Abstract

Until the end of the twentieth century, the study of Hellenistic Babylonia appealed mostly to researchers trained in Classics. When J. G. Droysen publishedGeschichte des Hellenismusbetween 1836 and 1843, Akkadian had in fact not yet been deciphered. Classical texts therefore provided the only way in which scholars could understand Babylonia. When Assyriology developed as a field on its own, researchers focused on Sumero-Akkadian culture; they considered the Hellenistic period to be a decadent time in which Greek culture had infiltrated the native one, to its detriment. With these two perspectives combined, the Hellenocentric understanding of Hellenistic Babylonia was strengthened. In the early 1990s, however, Susan Sherwin-White and Amelie Kuhrt vigorously upended this view. They focused on non-classical texts and documents and thereby stressed the vitality of Near Eastern cultural traditions. Their challenging work paved the way for intercultural reflection on Hellenistic Babylonia. In effect, the interactions between Babylon and Greece could therefore be developed, by a new generation of researchers, as cross-cultural, meaning that it is likely that mutual impact was felt in both cultures.

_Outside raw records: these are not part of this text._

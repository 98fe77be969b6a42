//! Core RuleEngine implementation

use super::types::{collect_triggered_workflows, EvaluationOutcome};
use crate::config::EngineConfig;
use crate::error::{Result, SdkError};
use crate::loader::load_rules_file;
use crate::validator::{validate_rules, ValidationWarning};
use chrono::Utc;
use std::sync::Arc;
use std::time::Instant;
use tenant_rules_core::BusinessRule;
use tenant_rules_runtime::{
    merge_rule_results, EvaluateOptions, MetricsCollector, MetricsSnapshot, Notifier,
    RuleContext, RuleExecutor, RuleTrace,
};

/// A loaded rule set plus the executor that evaluates it
///
/// The engine holds no per-call state; `evaluate*` can be called
/// concurrently from many threads.
pub struct RuleEngine {
    /// Rules in load order
    rules: Vec<BusinessRule>,

    /// Rule executor
    executor: RuleExecutor,

    /// Metrics collector
    metrics: Option<Arc<MetricsCollector>>,

    /// Configuration
    config: EngineConfig,
}

impl RuleEngine {
    /// Create an engine from configuration, loading its rule files
    pub fn new(config: EngineConfig) -> Result<Self> {
        Self::with_rules(config, Vec::new(), None)
    }

    /// Create an engine from configuration plus extra rules
    ///
    /// Rules from `config.rule_files` come first, then `extra` in order.
    pub(crate) fn with_rules(
        config: EngineConfig,
        extra: Vec<BusinessRule>,
        notifier: Option<Arc<dyn Notifier>>,
    ) -> Result<Self> {
        for (index, path) in config.rule_files.iter().enumerate() {
            if config.rule_files[..index].contains(path) {
                return Err(SdkError::Config(format!(
                    "rule file {} is listed more than once",
                    path.display()
                )));
            }
        }

        let mut rules = Vec::new();
        for path in &config.rule_files {
            rules.extend(load_rules_file(path)?);
        }
        rules.extend(extra);

        for warning in validate_rules(&rules) {
            tracing::warn!("Rule validation: {}", warning);
        }

        let metrics = config
            .enable_metrics
            .then(|| Arc::new(MetricsCollector::new()));

        let mut executor = RuleExecutor::new();
        if let Some(notifier) = notifier {
            executor = executor.with_notifier(notifier);
        }
        if let Some(metrics) = &metrics {
            executor = executor.with_metrics(metrics.clone());
        }

        tracing::info!(
            "Rule engine ready: {} rules ({} active)",
            rules.len(),
            rules.iter().filter(|r| r.is_active).count()
        );

        Ok(Self {
            rules,
            executor,
            metrics,
            config,
        })
    }

    pub fn rules(&self) -> &[BusinessRule] {
        &self.rules
    }

    pub fn config(&self) -> &EngineConfig {
        &self.config
    }

    /// Current metrics, when enabled
    pub fn metrics(&self) -> Option<MetricsSnapshot> {
        self.metrics.as_ref().map(|m| m.snapshot())
    }

    /// Static warnings for the loaded rule set
    pub fn validate(&self) -> Vec<ValidationWarning> {
        validate_rules(&self.rules)
    }

    /// Rules applicable to a tenant and trigger event, in load order
    ///
    /// A rule applies to a tenant it belongs to or when it has no tenant.
    /// With an event, rules for that event apply, plus rules without a
    /// trigger event when `include_untriggered` is set. Without an event
    /// every rule applies.
    pub fn select_rules(
        &self,
        tenant_id: Option<&str>,
        trigger_event: Option<&str>,
    ) -> Vec<&BusinessRule> {
        self.rules
            .iter()
            .filter(|rule| tenant_id.map_or(true, |tenant| rule.applies_to_tenant(tenant)))
            .filter(|rule| match (trigger_event, rule.trigger_event.as_deref()) {
                (None, _) => true,
                (Some(event), Some(rule_event)) => event == rule_event,
                (Some(_), None) => self.config.include_untriggered,
            })
            .collect()
    }

    /// Evaluate every loaded rule
    pub fn evaluate(&self, context: &RuleContext) -> EvaluationOutcome {
        self.evaluate_selected(None, None, context)
    }

    /// Evaluate the rules selected for a tenant and trigger event
    pub fn evaluate_for(
        &self,
        tenant_id: &str,
        trigger_event: Option<&str>,
        context: &RuleContext,
    ) -> EvaluationOutcome {
        self.evaluate_selected(Some(tenant_id), trigger_event, context)
    }

    /// Explain how the selected rules' conditions resolve, without applying actions
    pub fn explain(
        &self,
        tenant_id: &str,
        trigger_event: Option<&str>,
        context: &RuleContext,
    ) -> Vec<RuleTrace> {
        let selected = self.select_rules(Some(tenant_id), trigger_event);
        self.executor
            .trace_rules(&selected, context, self.options())
    }

    fn options(&self) -> EvaluateOptions {
        EvaluateOptions {
            stop_on_first_match: self.config.stop_on_first_match,
        }
    }

    /// Evaluate the rules [`select_rules`](Self::select_rules) picks
    pub fn evaluate_selected(
        &self,
        tenant_id: Option<&str>,
        trigger_event: Option<&str>,
        context: &RuleContext,
    ) -> EvaluationOutcome {
        let start = Instant::now();

        let missing = context.missing_required_keys();
        if !missing.is_empty() {
            tracing::warn!("Rule context is missing {:?}", missing);
        }

        let selected = self.select_rules(tenant_id, trigger_event);
        tracing::debug!(
            "Selected {} of {} rules (tenant: {:?}, event: {:?})",
            selected.len(),
            self.rules.len(),
            tenant_id,
            trigger_event
        );

        let results = self
            .executor
            .evaluate_rules(&selected, context, self.options());
        let merged = merge_rule_results(&results);
        let triggered_workflows = collect_triggered_workflows(&results);
        let traces = self
            .config
            .enable_tracing
            .then(|| self.executor.trace_rules(&selected, context, self.options()));

        let duration_ms = start.elapsed().as_millis() as u64;
        tracing::info!(
            "Evaluated {} rules: {} matched, {} errors in {}ms",
            results.len(),
            merged.matched_rules,
            merged.errors.len(),
            duration_ms
        );

        EvaluationOutcome {
            tenant_id: tenant_id.map(str::to_string),
            trigger_event: trigger_event.map(str::to_string),
            results,
            merged,
            triggered_workflows,
            traces,
            duration_ms,
            evaluated_at: Utc::now(),
        }
    }
}
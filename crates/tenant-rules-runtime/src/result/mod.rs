//! Evaluation results, merging and traces

mod merge;
mod rule_result;
mod trace;

pub use merge::{merge_rule_results, MergedResult};
pub use rule_result::RuleResult;
pub use trace::{ConditionTrace, RuleTrace};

Among them, Stephanie M. Langin-Hooper offers, in the field of archaeology, a useful interpretative model which analyses cultural interactions in their diachronic and multi-directional dimensions. She assumes the existence of cultural mediators who stimulate interactions between people of two cultural backgrounds sharing a common space. Over time, the facilitation of exchange may affect the nature of social relationships, so much so that they no longer develop in accordance with cultural factors but rather with social class, age, gender, or profession. This implies numerous combinations which vary depending on the sociocultural background of each participant in a given social interaction.